Como trasfondo de esta problemática está el despertar del pueblo mapuche, indígenas originarios conocidos también como araucanos que han aportado a la historia luchas trascendentales y líderes destacados como Lautario y Caupolicán. En el marco de sus protestas más recientes han sufrido el despojo de tierras y la persecución implacable hacia sus dirigentes más destacados.
Otro justo reclamo que se hace a la manera como el gobierno ha manejado el descontento y el proceso constituyente al que dio origen es la militarización y la represión que lo están convirtiendo, no en una jornada cívica, social y democrática sino casi en un asunto de orden público en el que de manera expresa se pone a los cuerpos armados oficiales en función represiva e intimidatoria. Un ejemplo dramático fue el empujón brutal de un carabinero a un menor de edad que participaba en una protesta el 2 de octubre, que lo hizo caer desde un puente hasta el río Mapocho en pleno centro de Santiago. No contentos con esto, los policiales no rescataron al joven ni interrumpieron su acción represiva contra los manifestantes. Afortunadamente, el muchacho fue rescatado por los bomberos y se recupera satisfactoriamente de las lesiones sufridas.
Tal situación refleja la necesidad imperiosa de que el cuerpo social y las instituciones políticas reformen las entidades militares y los órganos policiales, asunto que en Colombia es de palpitante actualidad. No salimos del estupor producido por la matanza ocasionada por la policía en la horrible noche septembrina y por los desmanes del Esmad, ente que está en mora de ser disuelto.
Cuando se cumplía un año del inicio de la revuelta popular el 18 de octubre, de nuevo el país siente el fervor de las marchas y manifestaciones masivas, pese la pandemia más de medio millón de personas se tomaron las calles para protestar en todo el país, la mayoría de las movilizaciones se desarrollaron de manera pacífica.

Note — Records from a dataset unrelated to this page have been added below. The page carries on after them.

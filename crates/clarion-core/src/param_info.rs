//! Parameter registry: the named, bounded parameters a model exposes.
//!
//! Each parameter is described by a [`ParamDescriptor`] (name, unit, range,
//! default, stable [`ParamId`]). Anything that owns parameter values
//! implements [`ParameterInfo`] and is driven through [`write_param`] and
//! [`read_param`], which resolve ids and enforce ranges.
//!
//! Unlike a UI knob, the registry never clamps: an out-of-range write is
//! rejected and the stored value stays what it was.
//!
//! # Example
//!
//! ```rust
//! use clarion_core::{ParamDescriptor, ParamId, ParameterInfo, read_param, write_param};
//!
//! struct Level {
//!     amount: f32,
//! }
//!
//! const AMOUNT: ParamDescriptor =
//!     ParamDescriptor::fraction("Amount", "Amt", 1.0).with_id(ParamId(1), "amount");
//!
//! impl ParameterInfo for Level {
//!     fn param_count(&self) -> usize { 1 }
//!     fn param_info(&self, index: usize) -> Option<ParamDescriptor> {
//!         (index == 0).then_some(AMOUNT)
//!     }
//!     fn get_param(&self, _index: usize) -> f32 { self.amount }
//!     fn set_param(&mut self, _index: usize, value: f32) { self.amount = value; }
//! }
//!
//! let mut level = Level { amount: 1.0 };
//! assert!(write_param(&mut level, ParamId(1), 2.0).is_err());
//! assert_eq!(read_param(&level, ParamId(1)), Ok(1.0));
//! ```

use crate::error::{Error, Result};

/// Stable parameter identifier.
///
/// Part of the public contract: the numeric value of a given parameter never
/// changes between releases.
#[derive(Debug, Clone, Copy, PartialEq, Eq, Hash, PartialOrd, Ord)]
pub struct ParamId(pub u32);

/// Unit of a parameter value.
#[derive(Debug, Clone, Copy, PartialEq, Eq, Default)]
pub enum ParamUnit {
    /// Linear amplitude multiplier.
    LinearGain,
    /// Seconds.
    Seconds,
    /// On/off switch; values at or above 0.5 are "on".
    Switch,
    /// Dimensionless.
    #[default]
    None,
}

/// Metadata for one parameter.
#[derive(Debug, Clone, Copy, PartialEq)]
pub struct ParamDescriptor {
    /// Full display name.
    pub name: &'static str,
    /// Short name, at most 8 characters.
    pub short_name: &'static str,
    /// Display unit.
    pub unit: ParamUnit,
    /// Lowest accepted value, inclusive.
    pub min: f32,
    /// Highest accepted value, inclusive.
    pub max: f32,
    /// Value before the first write.
    pub default: f32,
    /// Stable id.
    pub id: ParamId,
    /// Stable snake_case id for logs and settings files.
    pub string_id: &'static str,
}

impl ParamDescriptor {
    /// Fully specified descriptor with an unassigned id.
    pub const fn custom(
        name: &'static str,
        short_name: &'static str,
        unit: ParamUnit,
        min: f32,
        max: f32,
        default: f32,
    ) -> Self {
        Self {
            name,
            short_name,
            unit,
            min,
            max,
            default,
            id: ParamId(0),
            string_id: "",
        }
    }

    /// On/off switch over 0.0–1.0.
    pub const fn switch(name: &'static str, short_name: &'static str, default: f32) -> Self {
        Self::custom(name, short_name, ParamUnit::Switch, 0.0, 1.0, default)
    }

    /// Dimensionless amount over 0.0–1.0.
    pub const fn fraction(name: &'static str, short_name: &'static str, default: f32) -> Self {
        Self::custom(name, short_name, ParamUnit::None, 0.0, 1.0, default)
    }

    /// Linear gain multiplier.
    pub const fn linear_gain(
        name: &'static str,
        short_name: &'static str,
        min: f32,
        max: f32,
        default: f32,
    ) -> Self {
        Self::custom(name, short_name, ParamUnit::LinearGain, min, max, default)
    }

    /// Duration in seconds.
    pub const fn seconds(
        name: &'static str,
        short_name: &'static str,
        min: f32,
        max: f32,
        default: f32,
    ) -> Self {
        Self::custom(name, short_name, ParamUnit::Seconds, min, max, default)
    }

    /// Sets the stable id and string id.
    pub const fn with_id(mut self, id: ParamId, string_id: &'static str) -> Self {
        self.id = id;
        self.string_id = string_id;
        self
    }

    /// Returns `true` if `value` is finite and within `[min, max]`.
    #[inline]
    pub fn contains(&self, value: f32) -> bool {
        value.is_finite() && value >= self.min && value <= self.max
    }

    /// Returns `value` unchanged if accepted, or the rejection.
    #[inline]
    pub fn validate(&self, value: f32) -> Result<f32> {
        if self.contains(value) {
            Ok(value)
        } else {
            Err(Error::ParameterOutOfRange {
                name: self.name,
                value,
                min: self.min,
                max: self.max,
            })
        }
    }
}

/// Implemented by anything that stores parameter values.
///
/// Indices are dense (`0..param_count()`) and stable for the lifetime of the
/// implementor. Implementations store what they are given; range checks
/// happen in [`write_param`] before `set_param` is reached.
pub trait ParameterInfo {
    /// Number of exposed parameters.
    fn param_count(&self) -> usize;

    /// Descriptor at `index`, `None` past the end.
    fn param_info(&self, index: usize) -> Option<ParamDescriptor>;

    /// Current value at `index`.
    fn get_param(&self, index: usize) -> f32;

    /// Stores a value at `index`. The value has already been validated.
    fn set_param(&mut self, index: usize, value: f32);

    /// Finds a parameter index by its stable id.
    fn param_index_by_id(&self, id: ParamId) -> Option<usize> {
        (0..self.param_count()).find(|&i| self.param_info(i).is_some_and(|d| d.id == id))
    }

    /// Finds a parameter index by name or string id (case-insensitive).
    fn find_param_by_name(&self, name: &str) -> Option<usize> {
        (0..self.param_count()).find(|&i| {
            self.param_info(i).is_some_and(|d| {
                d.name.eq_ignore_ascii_case(name)
                    || d.short_name.eq_ignore_ascii_case(name)
                    || d.string_id.eq_ignore_ascii_case(name)
            })
        })
    }
}

/// Validates and stores a parameter value by id.
///
/// Fails with [`Error::UnknownParameter`] for an id the target does not
/// expose and [`Error::ParameterOutOfRange`] for a rejected value. On failure
/// the target is untouched.
pub fn write_param<P: ParameterInfo + ?Sized>(target: &mut P, id: ParamId, value: f32) -> Result<()> {
    let (index, desc) = resolve(target, id)?;
    let value = desc.validate(value)?;
    target.set_param(index, value);
    Ok(())
}

/// Reads a parameter value by id.
pub fn read_param<P: ParameterInfo + ?Sized>(target: &P, id: ParamId) -> Result<f32> {
    let (index, _) = resolve(target, id)?;
    Ok(target.get_param(index))
}

fn resolve<P: ParameterInfo + ?Sized>(target: &P, id: ParamId) -> Result<(usize, ParamDescriptor)> {
    target
        .param_index_by_id(id)
        .and_then(|i| target.param_info(i).map(|d| (i, d)))
        .ok_or(Error::UnknownParameter(id.0))
}

#[cfg(test)]
mod tests {
    use super::*;

    const GAIN: ParamDescriptor =
        ParamDescriptor::linear_gain("Gain", "Gain", 0.1, 4.0, 1.0).with_id(ParamId(2), "gain");
    const MUTE: ParamDescriptor =
        ParamDescriptor::switch("Mute", "Mute", 0.0).with_id(ParamId(7), "mute");

    struct Pair {
        values: [f32; 2],
    }

    impl ParameterInfo for Pair {
        fn param_count(&self) -> usize {
            2
        }
        fn param_info(&self, index: usize) -> Option<ParamDescriptor> {
            [GAIN, MUTE].get(index).copied()
        }
        fn get_param(&self, index: usize) -> f32 {
            self.values[index]
        }
        fn set_param(&mut self, index: usize, value: f32) {
            self.values[index] = value;
        }
    }

    #[test]
    fn contains_is_inclusive_and_rejects_nan() {
        assert!(GAIN.contains(0.1));
        assert!(GAIN.contains(4.0));
        assert!(!GAIN.contains(4.0001));
        assert!(!GAIN.contains(f32::NAN));
        assert!(!GAIN.contains(f32::INFINITY));
    }

    #[test]
    fn write_rejects_without_partial_apply() {
        let mut p = Pair { values: [1.0, 0.0] };
        write_param(&mut p, ParamId(2), 2.5).unwrap();
        assert_eq!(
            write_param(&mut p, ParamId(2), 9.0),
            Err(Error::ParameterOutOfRange { name: "Gain", value: 9.0, min: 0.1, max: 4.0 })
        );
        assert_eq!(read_param(&p, ParamId(2)), Ok(2.5));
    }

    #[test]
    fn unknown_id() {
        let mut p = Pair { values: [1.0, 0.0] };
        assert_eq!(write_param(&mut p, ParamId(3), 0.0), Err(Error::UnknownParameter(3)));
        assert_eq!(read_param(&p, ParamId(3)), Err(Error::UnknownParameter(3)));
    }

    #[test]
    fn lookup_by_name() {
        let p = Pair { values: [1.0, 0.0] };
        assert_eq!(p.find_param_by_name("gain"), Some(0));
        assert_eq!(p.find_param_by_name("MUTE"), Some(1));
        assert_eq!(p.find_param_by_name("pan"), None);
    }
}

El mismo día en que el pueblo boliviano recuperó la democracia con la contundente victoria de Luis Arce del Movimiento al Socialismo (MAS), secuestrada un año atrás por las maniobras del gobierno de Estados Unidos y de Luis Almagro, secretario general de la OEA que propició el golpe de Estado contra Evo Morales.
Solo en Santiago se desarrollaron hechos de violencia, una minoría de manifestantes quemaron la iglesia San Francisco de Borja, iglesia "institucional" del cuerpo policivo de los Carabineros. Horas más tarde, otros manifestantes quemaron la Iglesia de la Asunción, una de las más antiguas de Santiago. Las llamas derribaron la cúpula de este templo, cuyas imágenes cubrieron todos los noticiarios.
La represión detuvo a más de 600 personas, pero la indignación contra el gobierno de Piñera lejos de disminuir crece. El plebiscito del domingo 25 de octubre fue servir como desfogue del gran descontento social, si gana el sí al cambio constitucional, esperemos que las transformaciones sean profundas, en la patria de Gabriela Mistral y de Pablo Neruda a través del ejercicio de la soberanía popular para que nuevos actores rectifiquen el rumbo de la nación en consonancia con las últimas palabras del inmortal Salvador Allende: “Superarán otros hombres este momento gris y amargo en el que la traición pretende imponerse. Sigan ustedes sabiendo que, mucho más temprano que tarde, de nuevo se abrirán las grandes alamedas por donde pase el hombre libre, para construir una sociedad mejor. ¡Viva Chile! ¡Viva el pueblo! ¡Vivan los trabajadores! Estas son mis últimas palabras y tengo la certeza de que mi sacrificio no será en vano, tengo la certeza de que, por lo menos, será una lección moral que castigará la felonía, la cobardía y la traición”.